Indira Gandhi foi nomeada uma das 100 mulheres do ano da TIME. (Fonte: Arquivo de Foto) A ex-primeira-ministra Indira Gandhi e a lutadora pela liberdade Amrit Kaur foram nomeadas pela revista TIME entre as 100 mulheres poderosas do mundo que definiram o século passado em um novo projeto que destaca mulheres influentes que costumavam ser ofuscadas.
A TIME nomeou Kaur como ‘Mulheres do Ano’ em 1947 e Gandhi em 1976 em capas especiais recriadas pela publicação.
O perfil da TIME dizia que em 1976, Gandhi, ‘Imperatriz da Índia’ havia se tornado o grande autoritário da Índia.
Filha do primeiro-ministro da Índia, Jawaharlal Nehru, Gandhi era tão implacável quanto carismática, disse o perfil, acrescentando que em 1975, como resultado da instabilidade econômica, o governo de Gandhi foi inundado por uma avalanche de protestos de rua, e depois de sua eleição foi considerada inválida, ela declarou uma emergência.
O perfil de Kaur dizia que a jovem princesa retornou à Índia em 1918 após estudar em Oxford e logo ficou fascinada pelos ensinamentos de Mahatma Gandhi. Nascida na família real de Kapurthala, Rajkumari Kaur decidiu que a missão de sua vida era ajudar a Índia a se libertar de seus laços coloniais e normas sociais opressivas.
Ela abordou questões sociais, pressionando pela educação das mulheres e pelo direito de votar e se divorciar, e se manifestando contra o casamento infantil.

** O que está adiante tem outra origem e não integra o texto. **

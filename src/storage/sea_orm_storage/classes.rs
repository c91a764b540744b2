//! 班级存储操作（含学科关联与选课）

use super::SeaOrmStorage;
use crate::entity::classes::{self, ActiveModel, Column, Entity as Classes};
use crate::entity::prelude::{
    ClassSubjectActiveModel, ClassSubjects, EnrollmentActiveModel, Enrollments, Students, Subjects,
};
use crate::entity::{class_subjects, courses, enrollments, institutions, students, subjects};
use crate::errors::{NotaDezError, Result};
use crate::models::{
    PaginatedResponse, PaginationInfo,
    classes::{
        entities::Class,
        requests::{ClassListParams, CreateClassRequest, UpdateClassRequest},
    },
    students::entities::Student,
    subjects::entities::Subject,
};
use crate::utils::contains_pattern;
use sea_orm::{
    ActiveModelTrait, ColumnTrait, EntityTrait, JoinType, PaginatorTrait, QueryFilter, QueryOrder,
    QuerySelect, RelationTrait, Set,
};

impl SeaOrmStorage {
    /// 创建班级（学科关联由服务层逐个处理）
    pub async fn create_class_impl(&self, req: CreateClassRequest) -> Result<Class> {
        let now = chrono::Utc::now().timestamp();

        let model = ActiveModel {
            course_id: Set(req.course_id),
            name: Set(req.name.trim().to_string()),
            created_at: Set(now),
            updated_at: Set(now),
            ..Default::default()
        };

        let result = model
            .insert(&self.db)
            .await
            .map_err(|e| NotaDezError::from_db("创建班级失败", e))?;

        Ok(result.into_class())
    }

    /// 通过 ID 获取班级
    pub async fn get_class_by_id_impl(&self, id: i64) -> Result<Option<Class>> {
        let result = Classes::find_by_id(id)
            .one(&self.db)
            .await
            .map_err(|e| NotaDezError::from_db("查询班级失败", e))?;

        Ok(result.map(|m| m.into_class()))
    }

    /// 分页列出当前用户的班级
    pub async fn list_classes_with_pagination_impl(
        &self,
        user_id: i64,
        params: ClassListParams,
    ) -> Result<PaginatedResponse<Class>> {
        let mut select = Classes::find()
            .join(JoinType::InnerJoin, classes::Relation::Course.def())
            .join(JoinType::InnerJoin, courses::Relation::Institution.def())
            .filter(institutions::Column::UserId.eq(user_id));

        if let Some(course_id) = params.course_id {
            select = select.filter(Column::CourseId.eq(course_id));
        }

        if let Some(ref search) = params.search
            && !search.trim().is_empty()
        {
            let pattern = contains_pattern(search.trim());
            select = select.filter(Column::Name.like(pattern));
        }

        let paginator = select
            .order_by_asc(Column::Name)
            .paginate(&self.db, params.pagination.size());

        let total = paginator
            .num_items()
            .await
            .map_err(|e| NotaDezError::from_db("查询班级总数失败", e))?;
        let pages = paginator
            .num_pages()
            .await
            .map_err(|e| NotaDezError::from_db("查询班级页数失败", e))?;
        let items = paginator
            .fetch_page(params.pagination.page() - 1)
            .await
            .map_err(|e| NotaDezError::from_db("查询班级列表失败", e))?;

        Ok(PaginatedResponse {
            items: items.into_iter().map(|m| m.into_class()).collect(),
            pagination: PaginationInfo::new(&params.pagination, total, pages),
        })
    }

    /// 更新班级信息
    pub async fn update_class_impl(
        &self,
        id: i64,
        update: UpdateClassRequest,
    ) -> Result<Option<Class>> {
        let existing = self.get_class_by_id_impl(id).await?;
        if existing.is_none() {
            return Ok(None);
        }

        let mut model = ActiveModel {
            id: Set(id),
            updated_at: Set(chrono::Utc::now().timestamp()),
            ..Default::default()
        };

        if let Some(name) = update.name {
            model.name = Set(name.trim().to_string());
        }

        model
            .update(&self.db)
            .await
            .map_err(|e| NotaDezError::from_db("更新班级失败", e))?;

        self.get_class_by_id_impl(id).await
    }

    /// 删除班级
    pub async fn delete_class_impl(&self, id: i64) -> Result<bool> {
        let result = Classes::delete_by_id(id)
            .exec(&self.db)
            .await
            .map_err(|e| NotaDezError::from_db("删除班级失败", e))?;

        Ok(result.rows_affected > 0)
    }

    /// 关联学科到班级；重复关联返回唯一约束错误
    pub async fn link_class_subject_impl(&self, class_id: i64, subject_id: i64) -> Result<()> {
        ClassSubjectActiveModel {
            class_id: Set(class_id),
            subject_id: Set(subject_id),
            ..Default::default()
        }
        .insert(&self.db)
        .await
        .map_err(|e| NotaDezError::from_db("关联学科失败", e))?;

        Ok(())
    }

    pub async fn unlink_class_subject_impl(&self, class_id: i64, subject_id: i64) -> Result<bool> {
        let result = ClassSubjects::delete_many()
            .filter(class_subjects::Column::ClassId.eq(class_id))
            .filter(class_subjects::Column::SubjectId.eq(subject_id))
            .exec(&self.db)
            .await
            .map_err(|e| NotaDezError::from_db("取消学科关联失败", e))?;

        Ok(result.rows_affected > 0)
    }

    /// 班级关联的学科，按名称排序
    pub async fn list_class_subjects_impl(&self, class_id: i64) -> Result<Vec<Subject>> {
        let result = Subjects::find()
            .join(JoinType::InnerJoin, subjects::Relation::ClassSubjects.def())
            .filter(class_subjects::Column::ClassId.eq(class_id))
            .order_by_asc(subjects::Column::Name)
            .all(&self.db)
            .await
            .map_err(|e| NotaDezError::from_db("查询班级学科失败", e))?;

        Ok(result.into_iter().map(|m| m.into_subject()).collect())
    }

    pub async fn is_subject_linked_impl(&self, class_id: i64, subject_id: i64) -> Result<bool> {
        let count = ClassSubjects::find()
            .filter(class_subjects::Column::ClassId.eq(class_id))
            .filter(class_subjects::Column::SubjectId.eq(subject_id))
            .count(&self.db)
            .await
            .map_err(|e| NotaDezError::from_db("查询学科关联失败", e))?;

        Ok(count > 0)
    }

    /// 学生加入班级；重复加入返回唯一约束错误
    pub async fn enroll_student_impl(&self, class_id: i64, student_id: i64) -> Result<()> {
        EnrollmentActiveModel {
            class_id: Set(class_id),
            student_id: Set(student_id),
            enrolled_at: Set(chrono::Utc::now().timestamp()),
            ..Default::default()
        }
        .insert(&self.db)
        .await
        .map_err(|e| NotaDezError::from_db("学生加入班级失败", e))?;

        Ok(())
    }

    pub async fn unenroll_student_impl(&self, class_id: i64, student_id: i64) -> Result<bool> {
        let result = Enrollments::delete_many()
            .filter(enrollments::Column::ClassId.eq(class_id))
            .filter(enrollments::Column::StudentId.eq(student_id))
            .exec(&self.db)
            .await
            .map_err(|e| NotaDezError::from_db("学生退出班级失败", e))?;

        Ok(result.rows_affected > 0)
    }

    /// 班级学生，按姓名排序
    pub async fn list_class_students_impl(&self, class_id: i64) -> Result<Vec<Student>> {
        let result = Students::find()
            .join(JoinType::InnerJoin, students::Relation::Enrollments.def())
            .filter(enrollments::Column::ClassId.eq(class_id))
            .order_by_asc(students::Column::Name)
            .order_by_asc(students::Column::Registration)
            .all(&self.db)
            .await
            .map_err(|e| NotaDezError::from_db("查询班级学生失败", e))?;

        Ok(result.into_iter().map(|m| m.into_student()).collect())
    }

    pub async fn is_student_enrolled_impl(&self, class_id: i64, student_id: i64) -> Result<bool> {
        let count = Enrollments::find()
            .filter(enrollments::Column::ClassId.eq(class_id))
            .filter(enrollments::Column::StudentId.eq(student_id))
            .count(&self.db)
            .await
            .map_err(|e| NotaDezError::from_db("查询选课记录失败", e))?;

        Ok(count > 0)
    }
}
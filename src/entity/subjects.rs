//! 学科实体

use sea_orm::entity::prelude::*;

#[derive(Clone, Debug, PartialEq, DeriveEntityModel)]
#[sea_orm(table_name = "subjects")]
pub struct Model {
    #[sea_orm(primary_key)]
    pub id: i64,
    pub course_id: i64,
    pub name: String,
    pub abbreviation: Option<String>,
    pub code: Option<String>,
    pub period: Option<String>,
    #[sea_orm(column_type = "Text", nullable)]
    pub final_grade_formula: Option<String>,
    pub created_at: i64,
    pub updated_at: i64,
}

#[derive(Copy, Clone, Debug, EnumIter, DeriveRelation)]
pub enum Relation {
    #[sea_orm(
        belongs_to = "super::courses::Entity",
        from = "Column::CourseId",
        to = "super::courses::Column::Id"
    )]
    Course,
    #[sea_orm(has_many = "super::grade_components::Entity")]
    GradeComponents,
    #[sea_orm(has_many = "super::class_subjects::Entity")]
    ClassSubjects,
}

impl Related<super::courses::Entity> for Entity {
    fn to() -> RelationDef {
        Relation::Course.def()
    }
}

impl Related<super::grade_components::Entity> for Entity {
    fn to() -> RelationDef {
        Relation::GradeComponents.def()
    }
}

impl Related<super::class_subjects::Entity> for Entity {
    fn to() -> RelationDef {
        Relation::ClassSubjects.def()
    }
}

impl ActiveModelBehavior for ActiveModel {}

impl Model {
    pub fn into_subject(self) -> crate::models::subjects::entities::Subject {
        use super::timestamp_to_datetime;
        use crate::models::subjects::entities::Subject;

        Subject {
            id: self.id,
            course_id: self.course_id,
            name: self.name,
            abbreviation: self.abbreviation,
            code: self.code,
            period: self.period,
            final_grade_formula: self.final_grade_formula,
            created_at: timestamp_to_datetime(self.created_at),
            updated_at: timestamp_to_datetime(self.updated_at),
        }
    }
}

Depois que a Índia se tornou independente em 1947, Kaur se tornou a primeira mulher a ingressar no Gabinete, servindo como Ministra da Saúde por 10 anos. Nessa posição, ela fundou o Conselho Indiano para o Bem-Estar Infantil; ajudou a estabelecer o melhor hospital e faculdade de medicina do país; e fez campanha para prevenir a malária, provavelmente salvando centenas de milhares de vidas, disse o perfil da TIME.
Mahatma Gandhi com Rajkumari Amrit Kaur em Simla, 1945 (Wikimedia Commons) Descrevendo o motivo do projeto ‘Mulheres do Ano’, a TIME disse que, por 72 anos, foi eleita o Homem do Ano, que quase sempre era um homem, geralmente um presidente ou primeiro-ministro ou talvez um titã da indústria. Ao longo da história, esses são os tipos de homens que exerceram influência sobre o mundo.
O título de Homem do Ano deu lugar a Pessoa do Ano em 1999 para ser mais inclusivo e sensível ao gênero, mas ainda assim a escolha foi a mesma - um homem.
Com este projeto 100 Mulheres do Ano, estamos destacando mulheres influentes que muitas vezes ficavam ofuscadas. Isso inclui mulheres que ocuparam cargos nos quais os homens eram frequentemente escolhidos ... mas muito mais que encontraram sua influência por meio do ativismo ou da cultura, disse a publicação dos Estados Unidos.
O projeto é um exercício de olhar para as formas como as mulheres detêm o poder devido à desigualdade sistêmica. As mulheres, escreve a ex-editora-chefe da TIME, Nancy Gibbs, já exerciam o soft power muito antes de o conceito ser definido.
Para reconhecer essas mulheres, a TIME criou 89 novas capas da TIME, muitas das quais foram desenhadas por artistas proeminentes. A publicação deixou intactas as 11 capas das mulheres eleitas a Personalidade do Ano. As 100 opções neste projeto são o resultado de um processo de meses que começou com mais de 600 nomeações enviadas pela equipe da TIME, especialistas na área e um comitê de mulheres notáveis de várias origens.
A autora Virginia Wolf foi incluída na lista de personalidades femininas que deixaram sua marca. O projeto nomeou várias mulheres líderes proeminentes ao longo do século, incluindo a designer Coco Chanel, a autora Virginia Wolf, a Rainha Elizabeth, a atriz Marilyn Monroe, a Princesa Diana, o químico farmacêutico chinês Tu Youyou, a única cidadã japonesa e a primeira mulher a liderar a agência de refugiados da ONU Sadako Ogata e a ex-primeira-dama Michelle Obama.